I have a three year lease with my tenant which expires a year from now. The lease includes a clause stating that the lease can be terminated early if the landlord requires the unit back for personal use by giving 60 days’ notice. Am I able to terminate the lease earlier because of this clause?
Despite the fact that this clause is in the lease you would not be able to terminate the lease earlier for the purpose of moving in. When there is a fixed term lease in place a landlord can only terminate the tenancy for the landlord’s personal use at the end of the lease term.
Once a lease expires the tenancy becomes month to month. The tenant is still required to provide 60 days notice to terminate the tenancy. However, if the landlord is asking the tenant to leave then the notice period depends on the reason that the landlord is terminating the tenancy. More information can be obtained on this issue at the Landlord and Tenant Board website: http://www.sjto.gov.on.ca/ltb/faqs/.
At the end of the lease if the tenants wish to vacate, they must give 60 days written notice pursuant to the provisions of the Residential Tenancies Act.
If the one year lease ends and the tenant wants to stay, do we ask the tenant to sign another lease?
At the end of the initial lease agreement, if the tenants wish to stay on they can choose to stay on a month to month basis under the same terms and conditions of the expired lease. The tenants are not obligated to renew for another year. On a month to month tenancy the tenants must still give 60 days written notice when they decide to move out. However, when the landlord is giving notice to the tenants the notice period will depend on the reason to terminate.
I have a fixed-term tenancy for one year. If I do not wish to renew the tenancy for the next term, can I give the tenant 60 days’ advance notice in writing that tenancy contract is fulfilled and landlord not renewing it?
When there is a lease in place, the landlord can only terminate at the end of the lease if the landlord has a valid reason to terminate the tenancy such as the landlord requires possession of the unit for his own personal use, etc.
If this is not the case, the tenancy will continue after the lease expires, it automatically becomes a statutory tenancy on a month-to-month basis under the same terms and conditions of the lease.
I am planning to rent out my condo and am having a hard time finding a standard rental/lease agreement to get my new tenants to sign. Can you direct me to a website that would offer one?
Ontario landlords are now required to use a standard form of lease. The Ontario Ministry of Housing has released a Residential Tenancy Agreement (Standard Form of Lease) which is mandatory for all written tenancy agreements entered into on or after April 30, 2018. You will find the standard form of lease at http://www.mah.gov.on.ca/Page18704.aspx.
Can I sign a lease with a tenant specifying the backyard is off limits except for entering and exiting her unit? I want to make sure that I am within my rights to do that. The upper tenant has exclusive use of the yard because they pay more rent.
Provided this information is clearly stated in the lease agreement and the tenant agrees to it from the beginning of the tenancy this should not be an issue.
There is no legal way to require a tenant to sign a lease once they are already in possession of the unit, the tenant would have to agree to it.
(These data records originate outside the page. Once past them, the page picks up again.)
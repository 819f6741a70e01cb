use anyhow::Result;
use std::io::{self, BufRead, Write};
use std::path::PathBuf;
use std::sync::mpsc::{self, Receiver, RecvTimeoutError};
use std::thread;
use std::time::Duration;

use crate::cancel::CancellationToken;

const ANSWER_POLL: Duration = Duration::from_millis(100);

/// What the operator is asked to approve.
#[derive(Debug, Clone)]
pub struct ConfirmRequest {
    pub manifest_path: PathBuf,
    pub queued: usize,
    pub invalid: usize,
    pub active: usize,
    /// Fires when a signal arrives while the question is open.
    pub cancel: CancellationToken,
}

pub trait Confirm {
    fn confirm(&mut self, request: &ConfirmRequest) -> Result<bool>;
}

/// Interactive `Proceed (y/N)?` on stdin. Only `y` approves; a signal while
/// waiting declines.
pub struct StdinPrompt;

impl Confirm for StdinPrompt {
    fn confirm(&mut self, request: &ConfirmRequest) -> Result<bool> {
        if request.invalid > 0 {
            println!("Warning: Found rfs with status INVALID (ignored)");
        }
        if request.active > 0 {
            println!("Warning: Found rfs with status QUEUED or RUNNING (ignored)");
        }
        print!(
            "Run file written to {} ({} rfs queued to run).\nProceed (y/N)? ",
            request.manifest_path.display(),
            request.queued
        );
        io::stdout().flush()?;

        let (tx, rx) = mpsc::channel();
        // Detached: a reader stuck on a silent terminal must not hold up the abort.
        thread::Builder::new()
            .name("sweep-prompt".to_string())
            .spawn(move || {
                let mut answer = String::new();
                let line = io::stdin().lock().read_line(&mut answer).map(|_| answer);
                let _ = tx.send(line);
            })?;
        let approved = match await_answer(&rx, &request.cancel)? {
            Some(answer) => answer.trim_end_matches(['\r', '\n']) == "y",
            None => {
                println!();
                false
            }
        };
        if approved {
            println!("Sweep started. Press CTRL+C to interrupt.");
        }
        Ok(approved)
    }
}

/// The answer line, or `None` once cancellation wins the race.
fn await_answer(
    answers: &Receiver<io::Result<String>>,
    cancel: &CancellationToken,
) -> Result<Option<String>> {
    loop {
        if cancel.is_cancelled() {
            return Ok(None);
        }
        match answers.recv_timeout(ANSWER_POLL) {
            Ok(line) => return Ok(Some(line?)),
            Err(RecvTimeoutError::Timeout) => continue,
            Err(RecvTimeoutError::Disconnected) => return Ok(None),
        }
    }
}

/// Approves without asking, for `--yes` and tests.
pub struct AutoApprove;

impl Confirm for AutoApprove {
    fn confirm(&mut self, request: &ConfirmRequest) -> Result<bool> {
        tracing::info!(
            manifest = %request.manifest_path.display(),
            queued = request.queued,
            "auto-approved sweep"
        );
        Ok(true)
    }
}

/// Refuses every sweep.
pub struct Decline;

impl Confirm for Decline {
    fn confirm(&mut self, _request: &ConfirmRequest) -> Result<bool> {
        Ok(false)
    }
}
//! Content-addressed identities for scripts and parameter sets.
//!
//! A script is identified by its logical name plus the SHA-256 of the bytes
//! currently on disk; nothing here caches, so an edited script yields a new
//! identity on the next call. A run folder is identified by a truncated hash
//! of its canonical `params.json` serialization.

use serde::Serialize;
use serde_json::{Map, Value};
use std::fmt;
use std::fs;

use crate::error::{Result, SweepError};
use crate::project::ProjectLayout;
use crate::sha256_bytes;

/// Hex characters kept from the parameter hash.
pub const RF_ID_LEN: usize = 16;

#[derive(Debug, Clone, PartialEq, Eq, Hash)]
pub struct ScriptIdentity {
    name: String,
    hash: String,
}

impl ScriptIdentity {
    pub fn from_bytes(name: &str, bytes: &[u8]) -> Self {
        Self {
            name: name.to_string(),
            hash: sha256_bytes(bytes),
        }
    }

    pub fn name(&self) -> &str {
        &self.name
    }

    pub fn hash(&self) -> &str {
        &self.hash
    }

    /// True when a serialized `name@hash` refers to this identity.
    pub fn matches(&self, script_id: &str) -> bool {
        match script_id.rsplit_once('@') {
            Some((name, hash)) => name == self.name && hash == self.hash,
            None => false,
        }
    }
}

impl fmt::Display for ScriptIdentity {
    fn fmt(&self, f: &mut fmt::Formatter<'_>) -> fmt::Result {
        write!(f, "{}@{}", self.name, self.hash)
    }
}

/// The exact bytes that were hashed, kept together with their identity so a
/// history snapshot is byte-for-byte what the sweep was queued under.
#[derive(Debug, Clone)]
pub struct ScriptSnapshot {
    pub identity: ScriptIdentity,
    pub bytes: Vec<u8>,
}

pub fn read_script(layout: &ProjectLayout, script: &str) -> Result<ScriptSnapshot> {
    let path = layout.script_path(script);
    let bytes = fs::read(&path).map_err(|source| SweepError::ScriptUnreadable {
        path: path.clone(),
        source,
    })?;
    Ok(ScriptSnapshot {
        identity: ScriptIdentity::from_bytes(script, &bytes),
        bytes,
    })
}

pub fn script_identity(layout: &ProjectLayout, script: &str) -> Result<ScriptIdentity> {
    read_script(layout, script).map(|snapshot| snapshot.identity)
}

fn sorted_value(value: &Value) -> Value {
    match value {
        Value::Object(map) => {
            let mut keys: Vec<&String> = map.keys().collect();
            keys.sort();
            let mut out = Map::new();
            for key in keys {
                out.insert(key.clone(), sorted_value(&map[key]));
            }
            Value::Object(out)
        }
        Value::Array(items) => Value::Array(items.iter().map(sorted_value).collect()),
        other => other.clone(),
    }
}

/// Key-sorted, 4-space indented JSON. This is both the `params.json` body
/// and the preimage of the run folder id.
pub fn canonical_params(params: &Map<String, Value>) -> Result<String> {
    let value = sorted_value(&Value::Object(params.clone()));
    let mut buf = Vec::new();
    let formatter = serde_json::ser::PrettyFormatter::with_indent(b"    ");
    let mut ser = serde_json::Serializer::with_formatter(&mut buf, formatter);
    value.serialize(&mut ser)?;
    Ok(String::from_utf8_lossy(&buf).into_owned())
}

pub fn rf_identity_for_canonical(canonical: &str) -> String {
    let mut digest = sha256_bytes(canonical.as_bytes());
    digest.truncate(RF_ID_LEN);
    digest
}

pub fn rf_identity(params: &Map<String, Value>) -> Result<String> {
    Ok(rf_identity_for_canonical(&canonical_params(params)?))
}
Under the Residential Tenancies Act there is no provision which allows a landlord to charge a fixed penalty when a tenant terminates a tenancy before the end of the rental term. A landlord’s recourse when a tenant moves out before the end of the lease term is to mitigate their loss by finding new tenants as soon as possible and file a claim for any losses the landlord incurred as a result of the tenant’s breach of contract in Small Claims Court.
The law does not require a landlord to provide a prospective tenant with a copy of the lease before it is signed; the law only requires that the landlord provide the tenant with a copy of the lease within 21 days after the lease has been signed.
The problem a landlord may face in having a long term lease is terminating the tenancy. There are certain grounds to terminate a tenancy that are only possible at the end of the term or lease period. These grounds are the following: terminating based on landlord’s or purchaser’s own use, persistent late payment of rent or major renovations to be done on the unit. In any of these situations the tenancy cannot be terminated early, the tenants are protected by the lease. Of course if they stop paying rent altogether or they are causing damages or disturbances the lease can be terminated early for those reasons.